Information shown ::
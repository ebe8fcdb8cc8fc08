//! eBay Finding API listing source.
//!
//! Uses the legacy Finding service (findItemsByKeywords), which wraps every
//! field in a single-element array. Only fixed-price listings are requested.

use std::time::Duration;

use async_trait::async_trait;
use reqwest::Client;
use serde::{Deserialize, Serialize};
use tracing::debug;

use crate::listing::{map_condition, Listing, NO_LINK};

use super::{ListingSource, SourceError};

const ENTRIES_PER_PAGE: u32 = 25;

/// eBay Finding API configuration.
#[derive(Debug, Clone, Serialize, Deserialize)]
pub struct EbayConfig {
    /// Application ID (required).
    /// Can use ${ENV_VAR} syntax to read from environment.
    pub app_id: String,
    /// Base URL (default: https://svcs.ebay.com/services/search/FindingService/v1).
    #[serde(default, skip_serializing_if = "Option::is_none")]
    pub base_url: Option<String>,
}

/// eBay Finding API listing source.
pub struct EbaySource {
    client: Client,
    base_url: String,
    app_id: String,
}

impl EbaySource {
    /// Create a new eBay source.
    pub fn new(config: EbayConfig) -> Result<Self, SourceError> {
        if config.app_id.is_empty() {
            return Err(SourceError::NotConfigured(
                "eBay application ID is required".to_string(),
            ));
        }

        let client = Client::builder()
            .timeout(Duration::from_secs(30))
            .build()
            .map_err(|e| SourceError::ConnectionFailed(e.to_string()))?;

        let base_url = config.base_url.unwrap_or_else(|| {
            "https://svcs.ebay.com/services/search/FindingService/v1".to_string()
        });

        Ok(Self {
            client,
            base_url,
            app_id: config.app_id,
        })
    }
}

#[async_trait]
impl ListingSource for EbaySource {
    fn name(&self) -> &str {
        "ebay"
    }

    async fn fetch(&self, term: &str) -> Result<Vec<Listing>, SourceError> {
        debug!("eBay search: term='{}'", term);

        let response = self
            .client
            .get(&self.base_url)
            .query(&[
                ("OPERATION-NAME", "findItemsByKeywords"),
                ("SERVICE-VERSION", "1.0.0"),
                ("SECURITY-APPNAME", &self.app_id),
                ("RESPONSE-DATA-FORMAT", "JSON"),
                ("REST-PAYLOAD", ""),
                ("keywords", term),
                ("paginationInput.entriesPerPage", &ENTRIES_PER_PAGE.to_string()),
                ("itemFilter(0).name", "ListingType"),
                ("itemFilter(0).value", "FixedPrice"),
            ])
            .send()
            .await
            .map_err(|e| {
                if e.is_timeout() {
                    SourceError::Timeout
                } else if e.is_connect() {
                    SourceError::ConnectionFailed(e.to_string())
                } else {
                    SourceError::ApiError(e.to_string())
                }
            })?;

        let status = response.status();
        if !status.is_success() {
            let body = response.text().await.unwrap_or_default();
            return Err(SourceError::ApiError(format!(
                "HTTP {}: {}",
                status,
                body.chars().take(200).collect::<String>()
            )));
        }

        let finding: FindingResponse = response
            .json()
            .await
            .map_err(|e| SourceError::ApiError(format!("Failed to parse response: {}", e)))?;

        let items = finding
            .find_items_by_keywords_response
            .into_iter()
            .next()
            .and_then(|r| r.search_result.into_iter().next())
            .map(|s| s.item)
            .unwrap_or_default();

        debug!(results = items.len(), "eBay search complete");

        Ok(items.into_iter().map(normalize_item).collect())
    }
}

fn normalize_item(item: FindingItem) -> Listing {
    let price = item
        .selling_status
        .into_iter()
        .next()
        .and_then(|s| s.current_price.into_iter().next())
        .and_then(|p| p.value.parse::<f64>().ok())
        .unwrap_or(0.0);

    let link = item
        .view_item_url
        .into_iter()
        .next()
        .unwrap_or_else(|| NO_LINK.to_string());

    let title = item
        .title
        .into_iter()
        .next()
        .unwrap_or_else(|| "Unknown Title".to_string());

    let condition_raw = item
        .condition
        .into_iter()
        .next()
        .and_then(|c| c.condition_display_name.into_iter().next())
        .unwrap_or_else(|| "Good".to_string());

    let mut listing = Listing::new("eBay", price);
    listing.title = title;
    listing.condition = map_condition(&condition_raw);
    listing.details = vec!["Live Listing".to_string()];
    listing.seller_rating = 4.5;
    listing.link = link;
    listing
}

// ============================================================================
// Finding API Response Types (private)
// ============================================================================
//
// Every field in this payload is an array of one.

#[derive(Debug, Deserialize)]
struct FindingResponse {
    #[serde(rename = "findItemsByKeywordsResponse", default)]
    find_items_by_keywords_response: Vec<FindingResult>,
}

#[derive(Debug, Deserialize)]
struct FindingResult {
    #[serde(rename = "searchResult", default)]
    search_result: Vec<FindingSearchResult>,
}

#[derive(Debug, Deserialize)]
struct FindingSearchResult {
    #[serde(default)]
    item: Vec<FindingItem>,
}

#[derive(Debug, Deserialize)]
struct FindingItem {
    #[serde(default)]
    title: Vec<String>,
    #[serde(rename = "viewItemURL", default)]
    view_item_url: Vec<String>,
    #[serde(rename = "sellingStatus", default)]
    selling_status: Vec<SellingStatus>,
    #[serde(default)]
    condition: Vec<ItemCondition>,
}

#[derive(Debug, Deserialize)]
struct SellingStatus {
    #[serde(rename = "currentPrice", default)]
    current_price: Vec<CurrentPrice>,
}

#[derive(Debug, Deserialize)]
struct CurrentPrice {
    #[serde(rename = "__value__", default)]
    value: String,
}

#[derive(Debug, Deserialize)]
struct ItemCondition {
    #[serde(rename = "conditionDisplayName", default)]
    condition_display_name: Vec<String>,
}
mod loader;
mod types;
mod validate;

pub use loader::{load_config, load_config_from_str};
pub use types::*;
pub use validate::validate_config;

use thiserror::Error;

#[derive(Debug, Error)]
pub enum ConfigError {
    #[error("Configuration file not found: {0}")]
    FileNotFound(String),

    #[error("Failed to parse configuration: {0}")]
    ParseError(String),

    #[error("Configuration validation failed: {0}")]
    ValidationError(String),
}
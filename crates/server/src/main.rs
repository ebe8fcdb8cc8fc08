use std::net::SocketAddr;
use std::path::PathBuf;
use std::sync::Arc;
use std::time::Duration;

use anyhow::{Context, Result};
use sha2::{Digest, Sha256};
use tokio::signal;
use tracing::{error, info};
use tracing_subscriber::{layer::SubscriberExt, util::SubscriberInitExt};

use bookscout_core::{
    load_config, validate_config, Aggregator, BatchPipeline, BookCatalog, InsightClient,
    ListingSource, WatchStore,
};
use bookscout_core::{
    insight::GeminiClient,
    resolver::GoogleBooksCatalog,
    sources::{EbaySource, WebSearchSource},
    store::SqliteWatchStore,
};

use bookscout_server::api::create_router;
use bookscout_server::state::AppState;

/// Application version
const VERSION: &str = env!("CARGO_PKG_VERSION");

#[tokio::main]
async fn main() {
    if let Err(e) = run().await {
        error!("Fatal error: {}", e);
        std::process::exit(1);
    }
}

async fn run() -> Result<()> {
    // Initialize logging
    tracing_subscriber::registry()
        .with(
            tracing_subscriber::EnvFilter::try_from_default_env()
                .unwrap_or_else(|_| "info,tower_http=debug".into()),
        )
        .with(tracing_subscriber::fmt::layer())
        .init();

    // Determine config path
    let config_path = std::env::var("BOOKSCOUT_CONFIG")
        .map(PathBuf::from)
        .unwrap_or_else(|_| PathBuf::from("config.toml"));

    // Load configuration
    info!("Loading configuration from {:?}", config_path);
    let config = load_config(&config_path)
        .with_context(|| format!("Failed to load config from {:?}", config_path))?;

    // Validate configuration
    validate_config(&config).context("Configuration validation failed")?;

    // Compute config hash so deployments can be told apart in logs
    let config_json = serde_json::to_string(&config).unwrap_or_default();
    let config_hash = format!("{:x}", Sha256::digest(config_json.as_bytes()));

    info!("Configuration loaded successfully");
    info!("Version: {}, config hash: {}", VERSION, &config_hash[..16]);
    info!("Database path: {:?}", config.database.path);
    info!("Live search: {}", config.search.live);

    // Create the book catalog client
    let catalog: Arc<dyn BookCatalog> = Arc::new(
        GoogleBooksCatalog::new(config.catalog.base_url.clone())
            .context("Failed to create book catalog client")?,
    );
    info!("Book catalog client initialized");

    // Create listing sources from whatever is configured
    let mut sources: Vec<Arc<dyn ListingSource>> = Vec::new();
    if let Some(ebay_config) = &config.sources.ebay {
        match EbaySource::new(ebay_config.clone()) {
            Ok(source) => {
                info!("Initializing eBay listing source");
                sources.push(Arc::new(source));
            }
            Err(e) => error!("Failed to create eBay source: {}", e),
        }
    }
    if let Some(ws_config) = &config.sources.web_search {
        match WebSearchSource::new(ws_config.clone()) {
            Ok(source) => {
                info!("Initializing web search listing source");
                sources.push(Arc::new(source));
            }
            Err(e) => error!("Failed to create web search source: {}", e),
        }
    }
    if sources.is_empty() {
        info!("No listing sources configured, searches will use the synthetic market");
    }

    // Create the aggregator and batch pipeline
    let adapter_timeout = Duration::from_secs(config.search.adapter_timeout_secs as u64);
    let aggregator = Arc::new(Aggregator::new(
        Arc::clone(&catalog),
        sources,
        config.search.live,
        adapter_timeout,
    ));
    let batch = Arc::new(BatchPipeline::new(
        Arc::clone(&catalog),
        Arc::clone(&aggregator),
        config.search.live,
        config.search.batch_concurrency,
    ));

    // Create SQLite watch store (alerts + wishlist)
    let store: Arc<dyn WatchStore> = Arc::new(
        SqliteWatchStore::new(&config.database.path).context("Failed to create watch store")?,
    );
    info!("Watch store initialized");

    // Create insight client if configured
    let insight: Option<Arc<dyn InsightClient>> = match &config.insight {
        Some(insight_config) => match GeminiClient::new(insight_config.clone()) {
            Ok(client) => {
                info!("Initializing Gemini insight client");
                Some(Arc::new(client))
            }
            Err(e) => {
                error!("Failed to create insight client: {}", e);
                None
            }
        },
        None => {
            info!("No insight provider configured");
            None
        }
    };

    // Create app state
    let state = Arc::new(AppState::new(
        config.clone(),
        aggregator,
        batch,
        store,
        insight,
    ));

    // Create router
    let app = create_router(state);

    // Start server
    let addr = SocketAddr::new(config.server.host, config.server.port);
    info!("Starting server on {}", addr);

    let listener = tokio::net::TcpListener::bind(addr)
        .await
        .with_context(|| format!("Failed to bind to {}", addr))?;

    // Run server with graceful shutdown
    axum::serve(listener, app)
        .with_graceful_shutdown(shutdown_signal())
        .await
        .context("Server error")?;

    info!("Server shut down");

    Ok(())
}

/// Wait for shutdown signal (Ctrl+C or SIGTERM)
async fn shutdown_signal() {
    let ctrl_c = async {
        signal::ctrl_c()
            .await
            .expect("Failed to install Ctrl+C handler");
    };

    #[cfg(unix)]
    let terminate = async {
        signal::unix::signal(signal::unix::SignalKind::terminate())
            .expect("Failed to install SIGTERM handler")
            .recv()
            .await;
    };

    #[cfg(not(unix))]
    let terminate = std::future::pending::<()>();

    tokio::select! {
        _ = ctrl_c => {},
        _ = terminate => {},
    }
}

Requirement ::
Copy each line of the listing that carries the word "FindingResponse".

Answer to the problem ::
        let finding: FindingResponse = response
struct FindingResponse {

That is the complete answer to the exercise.